Your task: What is needed is the whole of the data, set down exactly.

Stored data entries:
-- Opening Marker --
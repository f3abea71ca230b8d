//! Research engine entry point.
//!
//! Validates configuration, builds the per-run traversal context, drives the
//! [`TreeExplorer`] from the root, and finalizes the merged result with the
//! [`ContextAggregator`].

use super::aggregator::ContextAggregator;
use super::explorer::{TraversalContext, TreeExplorer};
use super::extractor::LearningExtractor;
use super::planner::QueryPlanner;
use super::progress::ProgressObserver;
use super::retriever::ContentRetriever;
use super::types::{AggregatedResult, ResearchProgress};
use crate::config::ResearchConfig;
use crate::error::{ConfigError, ResearchError, Result};
use async_trait::async_trait;
use chrono::{DateTime, Utc};
use serde::{Deserialize, Serialize};
use std::path::{Path, PathBuf};
use std::sync::Arc;
use tokio_util::sync::CancellationToken;
use tracing::{Instrument, info, info_span};
use uuid::Uuid;

/// Everything a finished (or cancelled) traversal produced.
#[derive(Debug, Clone, Serialize, Deserialize)]
pub struct ResearchOutcome {
    pub run_id: Uuid,
    pub topic: String,
    /// Finalized result: deduplicated learnings, sources, visited URLs,
    /// and the word-budgeted `context_text`.
    pub result: AggregatedResult,
    /// Last progress snapshot.
    pub progress: ResearchProgress,
    /// Whether cancellation cut the traversal short. The result then holds
    /// whatever was gathered before it.
    pub cancelled: bool,
    /// Most retrieval/extraction units that held a gate slot at once.
    #[serde(default)]
    pub peak_in_flight: usize,
    pub started_at: DateTime<Utc>,
    pub finished_at: DateTime<Utc>,
}

impl ResearchOutcome {
    fn path_for(base_dir: &Path, run_id: &Uuid) -> PathBuf {
        base_dir.join("research").join("runs").join(format!("{run_id}.json"))
    }

    /// Persist the outcome as `<base_dir>/research/runs/<run_id>.json`.
    pub fn save(&self, base_dir: &Path) -> std::result::Result<PathBuf, std::io::Error> {
        let path = Self::path_for(base_dir, &self.run_id);
        if let Some(dir) = path.parent() {
            std::fs::create_dir_all(dir)?;
        }
        let data = serde_json::to_string_pretty(self).map_err(std::io::Error::other)?;
        // Write-then-rename so readers never see a partial file.
        let tmp = path.with_extension("json.tmp");
        std::fs::write(&tmp, data.as_bytes())?;
        std::fs::rename(&tmp, &path)?;
        Ok(path)
    }

    /// Load a previously saved outcome.
    pub fn load(base_dir: &Path, run_id: &Uuid) -> std::result::Result<Self, std::io::Error> {
        let data = std::fs::read_to_string(Self::path_for(base_dir, run_id))?;
        serde_json::from_str(&data)
            .map_err(|e| std::io::Error::new(std::io::ErrorKind::InvalidData, e))
    }
}

/// Consumer of the finalized context, typically a report generator.
#[async_trait]
pub trait ReportWriter: Send + Sync {
    async fn write_report(&self, topic: &str, result: &AggregatedResult) -> Result<String>;
}

/// Runs deep research traversals.
pub struct DeepResearcher {
    explorer: TreeExplorer,
    aggregator: ContextAggregator,
    observer: Option<Arc<dyn ProgressObserver>>,
}

impl DeepResearcher {
    /// Build an engine. Fails if the configuration cannot drive a traversal.
    pub fn new(
        config: ResearchConfig,
        planner: Arc<dyn QueryPlanner>,
        retriever: Arc<dyn ContentRetriever>,
        extractor: Arc<dyn LearningExtractor>,
    ) -> std::result::Result<Self, ConfigError> {
        config.validate()?;
        let aggregator = ContextAggregator::new(config.context_word_budget);
        Ok(Self {
            explorer: TreeExplorer::new(planner, retriever, extractor, config),
            aggregator,
            observer: None,
        })
    }

    /// Register the observer that receives every progress snapshot.
    pub fn with_observer(mut self, observer: Arc<dyn ProgressObserver>) -> Self {
        self.observer = Some(observer);
        self
    }

    pub fn config(&self) -> &ResearchConfig {
        self.explorer.config()
    }

    /// Research `topic` to completion.
    pub async fn run(&self, topic: &str) -> Result<ResearchOutcome> {
        self.run_with_cancellation(topic, CancellationToken::new())
            .await
    }

    /// Research `topic` until done or until `cancel` fires.
    ///
    /// On cancellation, units already running finish their retrieval and
    /// extraction, nothing new starts, and the partial result is returned.
    pub async fn run_with_cancellation(
        &self,
        topic: &str,
        cancel: CancellationToken,
    ) -> Result<ResearchOutcome> {
        let topic = topic.trim();
        if topic.is_empty() {
            return Err(ConfigError::invalid("topic", "must not be empty").into());
        }

        let run_id = Uuid::new_v4();
        let started_at = Utc::now();
        let config = self.explorer.config();
        let ctx = TraversalContext::new(config, self.observer.clone(), cancel);

        let span = info_span!("deep_research", %run_id, topic);
        let merged = async {
            info!(
                breadth = config.breadth,
                depth = config.depth,
                concurrency = config.concurrency,
                estimated_queries = config.estimated_total_queries(),
                "Research started"
            );
            self.explorer.explore(topic, &ctx).await
        }
        .instrument(span.clone())
        .await;

        let result = self.aggregator.finalize(merged);
        let cancelled = ctx.cancel.is_cancelled();
        let progress = ctx.progress.snapshot();
        let peak_in_flight = ctx.gate.peak_in_flight();

        span.in_scope(|| {
            info!(
                completed = result.stats.completed_queries,
                failed = result.stats.failed_queries,
                skipped = result.stats.skipped_queries,
                learnings = result.learnings.len(),
                sources = result.sources.len(),
                max_depth = result.stats.max_depth_reached,
                peak_in_flight,
                cancelled,
                "Research finished"
            );
        });

        Ok(ResearchOutcome {
            run_id,
            topic: topic.to_string(),
            result,
            progress,
            cancelled,
            peak_in_flight,
            started_at,
            finished_at: Utc::now(),
        })
    }

    /// Research `topic` and hand the finalized result to `writer`.
    pub async fn run_with_writer(
        &self,
        topic: &str,
        writer: &dyn ReportWriter,
    ) -> Result<(ResearchOutcome, String)> {
        let outcome = self.run(topic).await?;
        let report = writer
            .write_report(&outcome.topic, &outcome.result)
            .await
            .map_err(|e| match e {
                ResearchError::Writer { .. } => e,
                other => ResearchError::Writer {
                    message: other.to_string(),
                },
            })?;
        Ok((outcome, report))
    }
}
-- Closing Marker --
Solution for this task:
repository f3abea71ca230b8d
//! Research engine entry point.
//!
//! Validates configuration, builds the per-run traversal context, drives the
//! [`TreeExplorer`] from the root, and finalizes the merged result with the
//! [`ContextAggregator`].

use super::aggregator::ContextAggregator;
use super::explorer::{TraversalContext, TreeExplorer};
use super::extractor::LearningExtractor;
use super::planner::QueryPlanner;
use super::progress::ProgressObserver;
use super::retriever::ContentRetriever;
use super::types::{AggregatedResult, ResearchProgress};
use crate::config::ResearchConfig;
use crate::error::{ConfigError, ResearchError, Result};
use async_trait::async_trait;
use chrono::{DateTime, Utc};
use serde::{Deserialize, Serialize};
use std::path::{Path, PathBuf};
use std::sync::Arc;
use tokio_util::sync::CancellationToken;
use tracing::{Instrument, info, info_span};
use uuid::Uuid;

/// Everything a finished (or cancelled) traversal produced.
#[derive(Debug, Clone, Serialize, Deserialize)]
pub struct ResearchOutcome {
    pub run_id: Uuid,
    pub topic: String,
    /// Finalized result: deduplicated learnings, sources, visited URLs,
    /// and the word-budgeted `context_text`.
    pub result: AggregatedResult,
    /// Last progress snapshot.
    pub progress: ResearchProgress,
    /// Whether cancellation cut the traversal short. The result then holds
    /// whatever was gathered before it.
    pub cancelled: bool,
    /// Most retrieval/extraction units that held a gate slot at once.
    #[serde(default)]
    pub peak_in_flight: usize,
    pub started_at: DateTime<Utc>,
    pub finished_at: DateTime<Utc>,
}

impl ResearchOutcome {
    fn path_for(base_dir: &Path, run_id: &Uuid) -> PathBuf {
        base_dir.join("research").join("runs").join(format!("{run_id}.json"))
    }

    /// Persist the outcome as `<base_dir>/research/runs/<run_id>.json`.
    pub fn save(&self, base_dir: &Path) -> std::result::Result<PathBuf, std::io::Error> {
        let path = Self::path_for(base_dir, &self.run_id);
        if let Some(dir) = path.parent() {
            std::fs::create_dir_all(dir)?;
        }
        let data = serde_json::to_string_pretty(self).map_err(std::io::Error::other)?;
        // Write-then-rename so readers never see a partial file.
        let tmp = path.with_extension("json.tmp");
        std::fs::write(&tmp, data.as_bytes())?;
        std::fs::rename(&tmp, &path)?;
        Ok(path)
    }

    /// Load a previously saved outcome.
    pub fn load(base_dir: &Path, run_id: &Uuid) -> std::result::Result<Self, std::io::Error> {
        let data = std::fs::read_to_string(Self::path_for(base_dir, run_id))?;
        serde_json::from_str(&data)
            .map_err(|e| std::io::Error::new(std::io::ErrorKind::InvalidData, e))
    }
}

/// Consumer of the finalized context, typically a report generator.
#[async_trait]
pub trait ReportWriter: Send + Sync {
    async fn write_report(&self, topic: &str, result: &AggregatedResult) -> Result<String>;
}

/// Runs deep research traversals.
pub struct DeepResearcher {
    explorer: TreeExplorer,
    aggregator: ContextAggregator,
    observer: Option<Arc<dyn ProgressObserver>>,
}

impl DeepResearcher {
    /// Build an engine. Fails if the configuration cannot drive a traversal.
    pub fn new(
        config: ResearchConfig,
        planner: Arc<dyn QueryPlanner>,
        retriever: Arc<dyn ContentRetriever>,
        extractor: Arc<dyn LearningExtractor>,
    ) -> std::result::Result<Self, ConfigError> {
        config.validate()?;
        let aggregator = ContextAggregator::new(config.context_word_budget);
        Ok(Self {
            explorer: TreeExplorer::new(planner, retriever, extractor, config),
            aggregator,
            observer: None,
        })
    }

    /// Register the observer that receives every progress snapshot.
    pub fn with_observer(mut self, observer: Arc<dyn ProgressObserver>) -> Self {
        self.observer = Some(observer);
        self
    }

    pub fn config(&self) -> &ResearchConfig {
        self.explorer.config()
    }

    /// Research `topic` to completion.
    pub async fn run(&self, topic: &str) -> Result<ResearchOutcome> {
        self.run_with_cancellation(topic, CancellationToken::new())
            .await
    }

    /// Research `topic` until done or until `cancel` fires.
    ///
    /// On cancellation, units already running finish their retrieval and
    /// extraction, nothing new starts, and the partial result is returned.
    pub async fn run_with_cancellation(
        &self,
        topic: &str,
        cancel: CancellationToken,
    ) -> Result<ResearchOutcome> {
        let topic = topic.trim();
        if topic.is_empty() {
            return Err(ConfigError::invalid("topic", "must not be empty").into());
        }

        let run_id = Uuid::new_v4();
        let started_at = Utc::now();
        let config = self.explorer.config();
        let ctx = TraversalContext::new(config, self.observer.clone(), cancel);

        let span = info_span!("deep_research", %run_id, topic);
        let merged = async {
            info!(
                breadth = config.breadth,
                depth = config.depth,
                concurrency = config.concurrency,
                estimated_queries = config.estimated_total_queries(),
                "Research started"
            );
            self.explorer.explore(topic, &ctx).await
        }
        .instrument(span.clone())
        .await;

        let result = self.aggregator.finalize(merged);
        let cancelled = ctx.cancel.is_cancelled();
        let progress = ctx.progress.snapshot();
        let peak_in_flight = ctx.gate.peak_in_flight();

        span.in_scope(|| {
            info!(
                completed = result.stats.completed_queries,
                failed = result.stats.failed_queries,
                skipped = result.stats.skipped_queries,
                learnings = result.learnings.len(),
                sources = result.sources.len(),
                max_depth = result.stats.max_depth_reached,
                peak_in_flight,
                cancelled,
                "Research finished"
            );
        });

        Ok(ResearchOutcome {
            run_id,
            topic: topic.to_string(),
            result,
            progress,
            cancelled,
            peak_in_flight,
            started_at,
            finished_at: Utc::now(),
        })
    }

    /// Research `topic` and hand the finalized result to `writer`.
    pub async fn run_with_writer(
        &self,
        topic: &str,
        writer: &dyn ReportWriter,
    ) -> Result<(ResearchOutcome, String)> {
        let outcome = self.run(topic).await?;
        let report = writer
            .write_report(&outcome.topic, &outcome.result)
            .await
            .map_err(|e| match e {
                ResearchError::Writer { .. } => e,
                other => ResearchError::Writer {
                    message: other.to_string(),
                },
            })?;
        Ok((outcome, report))
    }
}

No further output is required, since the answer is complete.